WASHNGTON, July 18: The US State Department acknowledged on Friday that Pakistan, Afghanistan and the United States had differences on the findings of an investigation into an attack on a Pakistani outpost early this month.

Spokesman Sean McCormack recalled that recently both Afghanistan and Pakistan cooperated with each other and with the Americans during a joint investigation into an incident that caused the death of 11 Pakistani soldiers.

“This was a cooperative effort. And while, you know, the findings differed, the outcomes were agreed upon,” he said.

Mr McCormack said that both Afghanistan and Pakistan have agreed to increase the resources dedicated to personnel on both sides of the border for manning these outposts and improving communications.

They also agreed to “help better delineate and demarcate the border in terms of agreeing upon where the line is and ways to monitor that line,” he added.

“So that’s just one small example in which there is cooperation that is ongoing there.”

The US official acknowledged that the border between Pakistan and Afghanistan was difficult and it’s tough to control that border. “And there are issues on the Pakistani side; there are issues on the Afghan side. And we are helping both sides work through those issues,” he said.

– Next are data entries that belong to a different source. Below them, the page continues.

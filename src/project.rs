//! Project data structures.
//!
//! A project is a named grouping of tasks. Membership is not stored here:
//! the task's `project_id` is authoritative and the per-project index is
//! computed on read (see `query::project_task_ids`), so there is no
//! denormalized list to keep in sync.

use chrono::{DateTime, Utc};
use serde::{Deserialize, Serialize};

use crate::task::ProjectId;

/// A named grouping of tasks.
#[derive(Debug, Clone, PartialEq, Serialize, Deserialize)]
pub struct Project {
    pub id: ProjectId,
    pub title: String,
    pub description: String,
    /// Display colour, e.g. "#3b82f6".
    pub color: String,
    /// Member identifiers; carried for the UI, unused by any invariant.
    pub members: Vec<String>,
    pub created_at: DateTime<Utc>,
    pub updated_at: DateTime<Utc>,
}

/// Caller input for creating a project; the store supplies id and timestamps.
#[derive(Debug, Clone, Default)]
pub struct NewProject {
    pub title: String,
    pub description: String,
    pub color: Option<String>,
    pub members: Vec<String>,
}

/// Partial field set merged into an existing project by `update_project`.
#[derive(Debug, Clone, Default)]
pub struct ProjectPatch {
    pub title: Option<String>,
    pub description: Option<String>,
    pub color: Option<String>,
    pub members: Option<Vec<String>>,
}
#[cfg(test)]
mod tests {
    use super::*;
    use crate::query;
    use tempfile::TempDir;

    fn bare_workspace() -> (TempDir, Workspace) {
        let dir = TempDir::new().unwrap();
        let mut ws = Workspace::open(dir.path()).unwrap();
        // Drop the sample tasks so tests start from a single empty project.
        let ids: Vec<String> = ws.tasks().iter().map(|t| t.id.clone()).collect();
        for id in ids {
            ws.delete_task(&id).unwrap();
        }
        (dir, ws)
    }

    fn new_task(project_id: &str, title: &str) -> NewTask {
        NewTask {
            title: title.to_string(),
            project_id: project_id.to_string(),
            ..NewTask::default()
        }
    }

    #[test]
    fn open_seeds_default_project_and_samples() {
        let dir = TempDir::new().unwrap();
        let ws = Workspace::open(dir.path()).unwrap();
        assert_eq!(ws.projects().len(), 1);
        assert_eq!(ws.projects()[0].id, "default");
        assert_eq!(ws.projects()[0].title, "Personal Tasks");
        assert_eq!(ws.tasks().len(), 3);
        assert!(ws.tasks().iter().all(|t| t.project_id == "default"));
        assert_eq!(ws.current_project().map(String::as_str), Some("default"));
    }

    #[test]
    fn add_task_into_seeded_default_project() {
        let (_dir, mut ws) = bare_workspace();
        let task = ws.add_task(new_task("default", "A")).unwrap();
        assert_eq!(ws.tasks().len(), 1);
        assert_eq!(task.project_id, "default");
        assert_eq!(task.status, Status::Todo);
        assert_eq!(query::project_task_ids(&ws, "default"), vec![task.id.clone()]);
    }

    #[test]
    fn add_task_rejects_unknown_project() {
        let (_dir, mut ws) = bare_workspace();
        let err = ws.add_task(new_task("nope", "A")).unwrap_err();
        assert!(matches!(err, StoreError::InvalidReference(p) if p == "nope"));
        assert!(ws.tasks().is_empty());
    }

    #[test]
    fn add_task_rejects_out_of_range_progress() {
        let (_dir, mut ws) = bare_workspace();
        let mut data = new_task("default", "A");
        data.progress = 1.5;
        assert!(matches!(
            ws.add_task(data).unwrap_err(),
            StoreError::Validation { field: "progress", .. }
        ));
    }

    #[test]
    fn empty_update_restamps_updated_at_only() {
        let (_dir, mut ws) = bare_workspace();
        let task = ws.add_task(new_task("default", "A")).unwrap();
        let updated = ws.update_task(&task.id, TaskPatch::default()).unwrap();
        assert!(updated.updated_at > task.updated_at);
        assert_eq!(updated.created_at, task.created_at);
        assert_eq!(updated.title, task.title);
        assert_eq!(updated.status, task.status);
        assert_eq!(updated.progress, task.progress);
        assert_eq!(updated.project_id, task.project_id);
    }

    #[test]
    fn update_merges_partial_fields() {
        let (_dir, mut ws) = bare_workspace();
        let task = ws.add_task(new_task("default", "A")).unwrap();
        let patch = TaskPatch {
            status: Some(Status::Done),
            progress: Some(1.0),
            ..TaskPatch::default()
        };
        let updated = ws.update_task(&task.id, patch).unwrap();
        assert_eq!(updated.status, Status::Done);
        assert_eq!(updated.progress, 1.0);
        assert!(updated.updated_at > task.updated_at);
        assert_eq!(updated.title, "A");
        assert_eq!(updated.created_at, task.created_at);
    }

    #[test]
    fn update_absent_task_is_not_found() {
        let (_dir, mut ws) = bare_workspace();
        let err = ws.update_task("ghost", TaskPatch::default()).unwrap_err();
        assert!(matches!(err, StoreError::NotFound { kind: "task", .. }));
    }

    #[test]
    fn update_rejects_move_to_unknown_project() {
        let (_dir, mut ws) = bare_workspace();
        let task = ws.add_task(new_task("default", "A")).unwrap();
        let patch = TaskPatch {
            project_id: Some("nowhere".to_string()),
            ..TaskPatch::default()
        };
        assert!(matches!(
            ws.update_task(&task.id, patch).unwrap_err(),
            StoreError::InvalidReference(_)
        ));
        assert_eq!(ws.task(&task.id).unwrap().project_id, "default");
    }

    #[test]
    fn moving_a_task_updates_both_project_indexes() {
        let (_dir, mut ws) = bare_workspace();
        let other = ws
            .add_project(NewProject { title: "Other".into(), ..NewProject::default() })
            .unwrap();
        let task = ws.add_task(new_task("default", "A")).unwrap();
        let patch = TaskPatch {
            project_id: Some(other.id.clone()),
            ..TaskPatch::default()
        };
        ws.update_task(&task.id, patch).unwrap();
        assert!(query::project_task_ids(&ws, "default").is_empty());
        assert_eq!(query::project_task_ids(&ws, &other.id), vec![task.id]);
    }

    #[test]
    fn delete_task_is_idempotent() {
        let (_dir, mut ws) = bare_workspace();
        let task = ws.add_task(new_task("default", "A")).unwrap();
        assert!(ws.delete_task(&task.id).unwrap());
        let after_first = ws.state().clone();
        assert!(!ws.delete_task(&task.id).unwrap());
        assert_eq!(ws.state(), &after_first);
        assert!(query::project_task_ids(&ws, "default").is_empty());
    }

    #[test]
    fn delete_project_cascades_and_clears_selection() {
        let (_dir, mut ws) = bare_workspace();
        ws.add_task(new_task("default", "A")).unwrap();
        ws.add_task(new_task("default", "B")).unwrap();
        ws.set_current_project(Some("default".to_string())).unwrap();
        assert!(ws.delete_project("default").unwrap());
        assert!(ws.projects().is_empty());
        assert!(ws.tasks().is_empty());
        assert!(ws.current_project().is_none());
    }

    #[test]
    fn delete_project_leaves_other_projects_tasks() {
        let (_dir, mut ws) = bare_workspace();
        let other = ws
            .add_project(NewProject { title: "Other".into(), ..NewProject::default() })
            .unwrap();
        ws.add_task(new_task("default", "A")).unwrap();
        let kept = ws.add_task(new_task(&other.id, "B")).unwrap();
        ws.delete_project("default").unwrap();
        assert_eq!(ws.tasks().len(), 1);
        assert_eq!(ws.tasks()[0].id, kept.id);
    }

    #[test]
    fn delete_absent_project_is_noop() {
        let (_dir, mut ws) = bare_workspace();
        assert!(!ws.delete_project("ghost").unwrap());
        assert_eq!(ws.projects().len(), 1);
    }

    #[test]
    fn referential_closure_under_mixed_mutations() {
        let (_dir, mut ws) = bare_workspace();
        let p1 = ws
            .add_project(NewProject { title: "One".into(), ..NewProject::default() })
            .unwrap();
        let p2 = ws
            .add_project(NewProject { title: "Two".into(), ..NewProject::default() })
            .unwrap();
        let a = ws.add_task(new_task(&p1.id, "a")).unwrap();
        ws.add_task(new_task(&p1.id, "b")).unwrap();
        ws.add_task(new_task(&p2.id, "c")).unwrap();
        ws.delete_task(&a.id).unwrap();
        ws.delete_project(&p1.id).unwrap();
        ws.add_task(new_task(&p2.id, "d")).unwrap();

        for task in ws.tasks() {
            assert!(ws.project(&task.project_id).is_some());
        }
        for project in ws.projects() {
            let index = query::project_task_ids(&ws, &project.id);
            let expected: Vec<String> = ws
                .tasks()
                .iter()
                .filter(|t| t.project_id == project.id)
                .map(|t| t.id.clone())
                .collect();
            assert_eq!(index, expected);
        }
    }

    #[test]
    fn set_current_project_validates_reference() {
        let (_dir, mut ws) = bare_workspace();
        assert!(matches!(
            ws.set_current_project(Some("ghost".to_string())).unwrap_err(),
            StoreError::InvalidReference(_)
        ));
        ws.set_current_project(Some("default".to_string())).unwrap();
        assert_eq!(ws.current_project().map(String::as_str), Some("default"));
        ws.set_current_project(None).unwrap();
        assert!(ws.current_project().is_none());
    }

    #[test]
    fn subtasks_are_owned_and_stamped() {
        let (_dir, mut ws) = bare_workspace();
        let task = ws.add_task(new_task("default", "A")).unwrap();
        let sub = ws.add_subtask(&task.id, "step one".to_string()).unwrap();
        assert!(!sub.completed);
        ws.set_subtask_completed(&task.id, &sub.id, true).unwrap();
        let task = ws.task(&task.id).unwrap();
        assert_eq!(task.subtasks.len(), 1);
        assert!(task.subtasks[0].completed);
        assert!(matches!(
            ws.set_subtask_completed("ghost", &sub.id, true).unwrap_err(),
            StoreError::NotFound { kind: "task", .. }
        ));
    }

    #[test]
    fn save_load_round_trip_preserves_everything() {
        let dir = TempDir::new().unwrap();
        let mut ws = Workspace::open(dir.path()).unwrap();
        let p = ws
            .add_project(NewProject { title: "Side".into(), ..NewProject::default() })
            .unwrap();
        ws.add_task(new_task(&p.id, "extra")).unwrap();
        ws.set_current_project(Some(p.id.clone())).unwrap();
        ws.set_view_mode(ViewMode::Kanban).unwrap();
        let saved = ws.state().clone();

        let reloaded = Workspace::open(dir.path()).unwrap();
        assert_eq!(reloaded.state(), &saved);
    }

    #[test]
    fn load_rejects_newer_schema() {
        let dir = TempDir::new().unwrap();
        let ws = Workspace::open(dir.path()).unwrap();
        ws.save().unwrap();
        let path = dir.path().join(format!("{STORAGE_KEY}.json"));
        let mut doc: serde_json::Value =
            serde_json::from_str(&std::fs::read_to_string(&path).unwrap()).unwrap();
        doc["schema"] = serde_json::json!(SCHEMA_VERSION + 1);
        std::fs::write(&path, serde_json::to_string(&doc).unwrap()).unwrap();
        assert!(matches!(
            Workspace::open(dir.path()).unwrap_err(),
            StoreError::Persistence(_)
        ));
    }

    #[test]
    fn load_rejects_corrupt_document() {
        let dir = TempDir::new().unwrap();
        let path = dir.path().join(format!("{STORAGE_KEY}.json"));
        std::fs::write(&path, "{ not json").unwrap();
        assert!(matches!(
            Workspace::open(dir.path()).unwrap_err(),
            StoreError::Persistence(_)
        ));
    }

    #[test]
    fn timestamps_are_strictly_monotonic_per_entity() {
        let (_dir, mut ws) = bare_workspace();
        let task = ws.add_task(new_task("default", "A")).unwrap();
        let mut prev = task.updated_at;
        for _ in 0..5 {
            let updated = ws.update_task(&task.id, TaskPatch::default()).unwrap();
            assert!(updated.updated_at > prev);
            prev = updated.updated_at;
        }
    }
}
//! In-memory storage implementation.

use super::{Storage, StorageError, StorageResult};
use crate::page::PageData;
use std::collections::HashMap;
use std::sync::RwLock;

/// In-memory storage for testing and ephemeral use.
#[derive(Default)]
pub struct MemoryStorage {
    pages: RwLock<HashMap<String, PageData>>,
}

impl MemoryStorage {
    /// Create a new empty memory storage.
    pub fn new() -> Self {
        Self::default()
    }
}

impl Storage for MemoryStorage {
    fn save(&self, id: &str, page: &PageData) -> StorageResult<()> {
        let mut pages = self
            .pages
            .write()
            .map_err(|e| StorageError::Other(format!("Lock error: {}", e)))?;
        pages.insert(id.to_string(), page.clone());
        Ok(())
    }

    fn load(&self, id: &str) -> StorageResult<PageData> {
        let pages = self
            .pages
            .read()
            .map_err(|e| StorageError::Other(format!("Lock error: {}", e)))?;
        pages
            .get(id)
            .cloned()
            .ok_or_else(|| StorageError::NotFound(id.to_string()))
    }

    fn delete(&self, id: &str) -> StorageResult<()> {
        let mut pages = self
            .pages
            .write()
            .map_err(|e| StorageError::Other(format!("Lock error: {}", e)))?;
        pages.remove(id);
        Ok(())
    }

    fn list(&self) -> StorageResult<Vec<String>> {
        let pages = self
            .pages
            .read()
            .map_err(|e| StorageError::Other(format!("Lock error: {}", e)))?;
        Ok(pages.keys().cloned().collect())
    }
}
//! Viewport module for pointer-to-canvas coordinate transforms.

use kurbo::{Point, Rect, Vec2};
use serde::{Deserialize, Serialize};

/// Zoom level that corresponds to "100%" in the UI.
pub const BASE_ZOOM_PERCENT: f64 = 100.0;

/// Minimum allowed zoom percentage.
pub const MIN_ZOOM_PERCENT: f64 = 10.0;
/// Maximum allowed zoom percentage.
pub const MAX_ZOOM_PERCENT: f64 = 400.0;

/// Convert a pointer position in screen coordinates into canvas-local
/// coordinates given the canvas container's screen rect and the zoom level.
///
/// The result is rounded to whole pixels and is deliberately not clamped to
/// be non-negative: an element dragged partially outside its container has a
/// valid negative offset.
///
/// A missing container rect is a defensive fallback, not a business error:
/// the transform logs the condition and returns the origin so the editor
/// never blocks on it.
pub fn to_canvas_space(
    pointer_x: f64,
    pointer_y: f64,
    container: Option<Rect>,
    zoom_percent: f64,
) -> Point {
    let Some(rect) = container else {
        log::warn!("to_canvas_space called without a container rect; returning origin");
        return Point::ZERO;
    };

    let scale = zoom_scale(zoom_percent);
    Point::new(
        ((pointer_x - rect.x0) / scale).round(),
        ((pointer_y - rect.y0) / scale).round(),
    )
}

/// Normalize a zoom percentage into a multiplicative scale.
///
/// Non-positive or non-finite zoom values fall back to 100%.
fn zoom_scale(zoom_percent: f64) -> f64 {
    if zoom_percent.is_finite() && zoom_percent > 0.0 {
        zoom_percent / 100.0
    } else {
        1.0
    }
}

/// Viewport manages the mapping between pointer/screen space and canvas
/// space for one canvas container.
///
/// It owns the container's screen rect, the container's scroll offset, and
/// the zoom level, and converts pointer positions into canvas-local
/// coordinates for drag/drop handling.
#[derive(Debug, Clone, Serialize, Deserialize)]
pub struct Viewport {
    /// Screen rect of the canvas container, if currently mounted.
    pub container: Option<Rect>,
    /// Scroll offset of the container content, in screen pixels.
    pub scroll: Vec2,
    /// Current zoom percentage (100.0 = 1:1).
    pub zoom_percent: f64,
}

impl Default for Viewport {
    fn default() -> Self {
        Self {
            container: None,
            scroll: Vec2::ZERO,
            zoom_percent: BASE_ZOOM_PERCENT,
        }
    }
}

impl Viewport {
    /// Create a viewport with default settings.
    pub fn new() -> Self {
        Self::default()
    }

    /// Convert a pointer position to canvas-local coordinates.
    ///
    /// The scroll offset is applied in screen space before the zoom division,
    /// matching how a scrolled, zoomed container reports pointer positions.
    pub fn to_canvas(&self, pointer: Point) -> Point {
        to_canvas_space(
            pointer.x + self.scroll.x,
            pointer.y + self.scroll.y,
            self.container,
            self.zoom_percent,
        )
    }

    /// Set the zoom percentage, clamped to the allowed range.
    pub fn set_zoom(&mut self, zoom_percent: f64) {
        let zoom = if zoom_percent.is_finite() {
            zoom_percent
        } else {
            BASE_ZOOM_PERCENT
        };
        self.zoom_percent = zoom.clamp(MIN_ZOOM_PERCENT, MAX_ZOOM_PERCENT);
    }

    /// Update the container rect (e.g. after a window resize).
    pub fn set_container(&mut self, rect: Option<Rect>) {
        self.container = rect;
    }
}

Asked if the US-led alliance against terrorism in South Asia could fall apart because of differences between Pakistan and Afghanistan, Mr McCormack said: “I would expect that the communications between the Afghans and the Pakistanis will continue.”

He told a briefing in Washington that the United States was also working ‘intensively’ with Pakistan to remove differences on issues like fighting terrorism and security.

The United States had no problem dealing with the Pakistani government over the past several years, “no matter who is sitting in what chair,” said the spokesman when asked if a change of government in Islamabad has made it difficult for the Americans to deal with Pakistan.